Goals: Understand how to use Python to make plots of data and handle FITS files. Work with data in Google Drive using Google Colab.
Authors: Sebastian Wagner-Carena, Justin Myles, Modified by Anthony Flores and Brianna Cantrall
print('Hello, world!')
Hello, world!
Many pre-existing tools can be imported.
# numpy is a module with numerical tools
import numpy as np
# matplotlib is a module with plotting tools
import matplotlib
import matplotlib.pyplot as plt
# astropy is a module for working with astronomical data
import astropy.io.fits as fits
# pandas is a module for working with tabular data
import pandas as pd
# glob is a tool for Unix path name pattern matching
import glob
# set some default values for matplotlib to use for plots
plt.rcParams['axes.labelsize'] = 16
plt.rcParams['axes.labelweight'] = 'bold'
plt.rcParams['figure.figsize'] = (8.,4.)
Description of ipython magic
%matplotlib inline
The matplotlib module can be used to plot many things. The example below shows how to plot simple curves.
# plot a sine curve
xvals = np.linspace(-4 * np.pi,4 * np.pi,1000)
yvals = np.sin(xvals)
plt.figure(figsize=(4.,3.))
plt.plot(xvals, yvals, label='sin(x)', lw=3)
for i in range(-4,4,1):
plt.axvline(i * np.pi, color='k', lw=3)
plt.xlabel(r'$x$')
plt.ylabel(r'$\sin(x)$');
This module can also be used to plot discrete samples from a probability distribution.

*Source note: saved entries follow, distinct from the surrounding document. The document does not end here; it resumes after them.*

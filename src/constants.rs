//! Application constants for the variant loader
//!
//! This module contains the default configuration values and record layout
//! constants used throughout the loader.

// =============================================================================
// Input Defaults
// =============================================================================

/// Source name that appears as the nesting key of every record
pub const DEFAULT_SOURCE_NAME: &str = "my_data_source";

/// Name of the file to read inside the data folder
pub const DEFAULT_FILENAME: &str = "sample_data.tsv";

/// Delimiter that separates each field
pub const DEFAULT_DELIMITER: char = '\t';

/// Delimiter used by comma-separated score files
pub const COMMA_DELIMITER: char = ',';

// =============================================================================
// Record Layout
// =============================================================================

/// Number of fields every data line must split into
pub const FIELD_COUNT: usize = 4;

/// Names of the leading fields in line order; the fourth takes the configured score label
pub const FIELD_NAMES: [&str; FIELD_COUNT - 1] = ["chrom", "start", "end"];

/// Prefix that marks a comment line
pub const COMMENT_PREFIX: char = '#';

/// Substring removed from chromosome tokens
pub const CHROMOSOME_PREFIX: &str = "chr";

/// Key of the record identifier in serialized output
pub const ID_KEY: &str = "_id";

/// Coordinate system marker used in identifiers (genomic)
pub const GENOMIC_COORDINATE_MARKER: &str = "g.";

// =============================================================================
// Logging
// =============================================================================

/// Default log level used when `RUST_LOG` is not set
pub const DEFAULT_LOG_LEVEL: &str = "info";

/// Template for the progress bar shown while reading lines
pub const PROGRESS_TEMPLATE: &str =
    "{spinner:.green} [{elapsed_precise}] [{bar:40.cyan/blue}] {pos}/{len} lines {msg}";
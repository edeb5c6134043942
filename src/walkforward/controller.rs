//! Walk-forward iteration controller.
//!
//! Each iteration:
//! 1. Trains one model per horizon on rows dated before the cutoff
//! 2. Predicts every trading day in `(cutoff, latest]` for every symbol
//! 3. Resolves the predictions whose target day is available
//! 4. Scores accuracy and calibration
//! 5. Persists the iteration and decides whether to continue
//!
//! Per-symbol work runs on a bounded rayon pool and is merged in symbol
//! order, so the thread count never changes the results.

use std::collections::BTreeMap;
use std::sync::atomic::{AtomicUsize, Ordering};
use std::sync::Arc;

use chrono::{Duration, NaiveDate, Utc};
use rayon::prelude::*;
use rayon::ThreadPool;
use tracing::{debug, info, warn};

use crate::artifacts::ArtifactStore;
use crate::config::EngineConfig;
use crate::data::{business_days_between, sub_business_days, HistoricalDataAccessor, PriceSeries};
use crate::error::{EngineError, InsufficientDataError};
use crate::metrics::{AccuracyAggregator, CalibrationCheck};
use crate::retry::RetryPolicy;
use crate::training::{HorizonModel, HorizonTrainer, ModelRegistry, TrainingSet, FEATURE_WARMUP};

use super::predictor::{ForwardPredictor, Prediction};
use super::progress::{CancellationToken, NoopProgress, Phase, ProgressEvent, ProgressSink};
use super::resolver::{Outcome, OutcomeResolver};
use super::summary::{
    IterationArtifacts, IterationCounts, IterationSummary, RunManifest, RunOutcome, StopReason,
};
use super::window::TrainingWindow;

/// Share of an iteration's progress spent on loading and row building.
const TRAINING_SHARE: f64 = 0.45;
/// Share spent on fitting models.
const FITTING_SHARE: f64 = 0.10;

/// Per-symbol result of the training phase.
struct SymbolRows {
    symbol: String,
    series: Option<PriceSeries>,
    rows: Vec<(u32, TrainingSet)>,
}

/// Per-symbol result of the prediction phase.
struct SymbolPredictions {
    predictions: Vec<Prediction>,
    outcomes: Vec<Outcome>,
    pending: usize,
}

/// Drives the walk-forward loop.
pub struct IterationController {
    accessor: Arc<dyn HistoricalDataAccessor>,
    store: Arc<dyn ArtifactStore>,
    progress: Arc<dyn ProgressSink>,
    cancel: CancellationToken,
    registry: Arc<ModelRegistry>,
    symbols: Option<Vec<String>>,
    run_id: Option<String>,
}
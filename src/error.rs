//! Error taxonomy for the training engine.
//!
//! - [`ConfigError`]: bad parameters, fatal before any iteration runs.
//! - [`InsufficientDataError`]: a symbol or horizon has too few usable rows;
//!   recovered by excluding it from the iteration.
//! - [`DataAccessError`]: collaborator I/O failure; retried, then the symbol is
//!   skipped for the iteration.
//! - [`PersistenceError`]: artifact or model write failure; always fatal.

use polars::prelude::PolarsError;
use thiserror::Error;

#[derive(Error, Debug)]
pub enum ConfigError {
    #[error("Invalid config: {0}")]
    Invalid(String),

    #[error("Failed to read config file {path}: {source}")]
    Read {
        path: String,
        source: std::io::Error,
    },

    #[error("Failed to parse config: {0}")]
    Parse(#[from] toml::de::Error),
}

#[derive(Error, Debug, Clone, PartialEq, Eq)]
#[error("Insufficient data{}{}: {available} usable rows, {required} required", symbol_suffix(.symbol), horizon_suffix(.horizon))]
pub struct InsufficientDataError {
    pub symbol: Option<String>,
    pub horizon: Option<u32>,
    pub available: usize,
    pub required: usize,
}

fn symbol_suffix(symbol: &Option<String>) -> String {
    symbol.as_ref().map(|s| format!(" for {}", s)).unwrap_or_default()
}

fn horizon_suffix(horizon: &Option<u32>) -> String {
    horizon.map(|h| format!(" at {}D", h)).unwrap_or_default()
}

#[derive(Error, Debug)]
pub enum DataAccessError {
    #[error("No price data found: {0}")]
    NotFound(String),

    #[error("Polars error: {0}")]
    Polars(#[from] PolarsError),

    #[error("Invalid data: {0}")]
    InvalidData(String),

    #[error("IO error: {0}")]
    Io(#[from] std::io::Error),
}

#[derive(Error, Debug)]
pub enum PersistenceError {
    #[error("Artifact already exists: {0}")]
    AlreadyExists(String),

    #[error("IO error at {path}: {source}")]
    Io {
        path: String,
        source: std::io::Error,
    },

    #[error("Serialization error: {0}")]
    Serialize(#[from] serde_json::Error),

    #[error("Artifact not found: {0}")]
    NotFound(String),
}

/// Top-level error returned by [`crate::walkforward::IterationController::run`].
#[derive(Error, Debug)]
pub enum EngineError {
    #[error(transparent)]
    Config(#[from] ConfigError),

    #[error(transparent)]
    DataAccess(#[from] DataAccessError),

    #[error(transparent)]
    Persistence(#[from] PersistenceError),

    #[error("No data available: {0}")]
    NoData(String),

    #[error("Failed to build worker pool: {0}")]
    WorkerPool(#[from] rayon::ThreadPoolBuildError),
}

/// Errors that may succeed when the same operation is attempted again.
pub trait Retryable {
    fn is_retryable(&self) -> bool;
}

impl Retryable for DataAccessError {
    fn is_retryable(&self) -> bool {
        matches!(self, Self::Io(_) | Self::Polars(_))
    }
}

impl Retryable for PersistenceError {
    fn is_retryable(&self) -> bool {
        matches!(self, Self::Io { .. })
    }
}

#[cfg(test)]
mod tests {
    use super::*;

    #[test]
    fn test_insufficient_data_message() {
        let err = InsufficientDataError {
            symbol: Some("AAPL".to_string()),
            horizon: Some(5),
            available: 12,
            required: 30,
        };
        assert_eq!(
            err.to_string(),
            "Insufficient data for AAPL at 5D: 12 usable rows, 30 required"
        );

        let pooled = InsufficientDataError {
            symbol: None,
            horizon: Some(10),
            available: 0,
            required: 30,
        };
        assert_eq!(
            pooled.to_string(),
            "Insufficient data at 10D: 0 usable rows, 30 required"
        );
    }

    #[test]
    fn test_retryable_classification() {
        assert!(!DataAccessError::NotFound("SPY".into()).is_retryable());
        assert!(DataAccessError::Io(std::io::Error::other("disk")).is_retryable());
        assert!(!PersistenceError::AlreadyExists("x".into()).is_retryable());
        assert!(PersistenceError::Io {
            path: "x".into(),
            source: std::io::Error::other("disk"),
        }
        .is_retryable());
    }
}
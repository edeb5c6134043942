pub mod accessor;
pub mod calendar;
pub mod loader;
pub mod types;

pub use accessor::{HistoricalDataAccessor, InMemoryAccessor};
pub use calendar::{add_business_days, business_days_between, is_business_day, sub_business_days};
pub use loader::{FileAccessor, EXPECTED_COLUMNS};
pub use types::{to_f64, PriceBar, PriceSeries};
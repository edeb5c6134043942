//! Filesystem artifact store.
//!
//! Layout under the store root:
//!
//! ```text
//! <run_id>/run.json
//! <run_id>/iteration_01.json
//! <run_id>/iteration_01_predictions.json
//! <run_id>/iteration_01_outcomes.json
//! <run_id>/models/iteration_01_h5.json
//! ```

use std::path::{Path, PathBuf};

use tracing::debug;

use crate::error::PersistenceError;
use crate::training::HorizonModel;
use crate::walkforward::{IterationSummary, Outcome, Prediction, RunManifest};

use super::atomic::{read_json, write_json};
use super::ArtifactStore;

const MANIFEST_FILE: &str = "run.json";

/// Each call makes a single write attempt; retrying is left to the caller.
pub struct FsArtifactStore {
    root: PathBuf,
}

impl FsArtifactStore {
    pub fn new(root: impl AsRef<Path>) -> Self {
        Self {
            root: root.as_ref().to_path_buf(),
        }
    }

    pub fn root(&self) -> &Path {
        &self.root
    }

    pub fn run_dir(&self, run_id: &str) -> PathBuf {
        self.root.join(run_id)
    }

    fn iteration_path(&self, run_id: &str, iteration: usize, suffix: &str) -> PathBuf {
        self.run_dir(run_id)
            .join(format!("iteration_{:02}{}.json", iteration, suffix))
    }

    pub fn model_path(&self, run_id: &str, iteration: usize, horizon: u32) -> PathBuf {
        self.run_dir(run_id)
            .join("models")
            .join(format!("iteration_{:02}_h{}.json", iteration, horizon))
    }

    /// Run ids with a directory under the root, sorted.
    pub fn runs(&self) -> Result<Vec<String>, PersistenceError> {
        if !self.root.exists() {
            return Ok(vec![]);
        }
        let entries = std::fs::read_dir(&self.root).map_err(|source| PersistenceError::Io {
            path: self.root.display().to_string(),
            source,
        })?;

        let mut runs: Vec<String> = entries
            .filter_map(|e| e.ok())
            .filter(|e| e.path().is_dir())
            .map(|e| e.file_name().to_string_lossy().to_string())
            .collect();
        runs.sort();
        Ok(runs)
    }

    fn write_new<T: serde::Serialize + ?Sized>(&self, path: &Path, value: &T) -> Result<(), PersistenceError> {
        write_json(path, value, false)?;
        debug!("Wrote {}", path.display());
        Ok(())
    }
}

/// Iteration index of a summary file name (`iteration_NN.json`).
fn summary_index(name: &str) -> Option<usize> {
    name.strip_prefix("iteration_")?
        .strip_suffix(".json")?
        .parse()
        .ok()
}

impl ArtifactStore for FsArtifactStore {
    fn write_predictions(
        &self,
        run_id: &str,
        iteration: usize,
        predictions: &[Prediction],
    ) -> Result<(), PersistenceError> {
        self.write_new(&self.iteration_path(run_id, iteration, "_predictions"), predictions)
    }

    fn write_outcomes(&self, run_id: &str, iteration: usize, outcomes: &[Outcome]) -> Result<(), PersistenceError> {
        self.write_new(&self.iteration_path(run_id, iteration, "_outcomes"), outcomes)
    }

    fn write_model(&self, run_id: &str, iteration: usize, model: &HorizonModel) -> Result<(), PersistenceError> {
        self.write_new(&self.model_path(run_id, iteration, model.horizon_days), model)
    }

    fn write_summary(&self, run_id: &str, summary: &IterationSummary) -> Result<(), PersistenceError> {
        self.write_new(&self.iteration_path(run_id, summary.iteration_index, ""), summary)
    }

    fn write_manifest(&self, manifest: &RunManifest) -> Result<(), PersistenceError> {
        self.write_new(&self.run_dir(&manifest.run_id).join(MANIFEST_FILE), manifest)
    }

    fn read_summaries(&self, run_id: &str) -> Result<Vec<IterationSummary>, PersistenceError> {
        let dir = self.run_dir(run_id);
        if !dir.exists() {
            return Err(PersistenceError::NotFound(dir.display().to_string()));
        }
        let entries = std::fs::read_dir(&dir).map_err(|source| PersistenceError::Io {
            path: dir.display().to_string(),
            source,
        })?;

        let mut indexed: Vec<(usize, PathBuf)> = entries
            .filter_map(|e| e.ok())
            .filter_map(|e| {
                let name = e.file_name().to_string_lossy().to_string();
                summary_index(&name).map(|idx| (idx, e.path()))
            })
            .collect();
        indexed.sort_by_key(|(idx, _)| *idx);

        indexed.iter().map(|(_, path)| read_json(path)).collect()
    }

    fn read_manifest(&self, run_id: &str) -> Result<RunManifest, PersistenceError> {
        read_json(&self.run_dir(run_id).join(MANIFEST_FILE))
    }
}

# Draw samples from a Gaussian and plot them
mu = 0
sigma = 1
plt.figure()
#nsamp = 1000
for nsamp in [1e3,1e4,1e5]:
samples = mu + sigma * np.random.randn(int(nsamp))
plt.hist(samples, bins=100, histtype='step',lw=4,label='nsamp = {}'.format(int(nsamp)), density=True)
plt.legend();
In order to access data stored on the collective Google Drive, you must mount your drive to the notebook before accessing files. This requires authentication to allow Google Colab to access your files on your Google account.
from google.colab import drive
drive.mount('/content/drive')
Drive already mounted at /content/drive; to attempt to forcibly remount, call drive.mount("/content/drive", force_remount=True).
Once you have authenticated, you can access your own Drive in addition to any shared drives. We recommend adding a shortcut to the shared PHYSICS100_S2025 folder we have shared with you to your own drive by selecting More actions -> Organize -> Add Shortcut -> My Drive.
ls /content/drive/MyDrive/PHYSICS100_S2025/
data/ Lab0/ python_tutorial/
Let’s open a file similar to what will be output after a night of observing, FITS files. FITS files are composed of HDUs, or Header/Data Units. In almost all cases for this course, there will only be one HDU per file. The HDU contains a header, which gives information about the image, and the data, which is the image itself (although this does not always have to be the case, e.g. the light curve example below). For more information on the FITS file format, see this introduction.
In this tutorial, we will be looking at an image of the Whirlpool galaxy.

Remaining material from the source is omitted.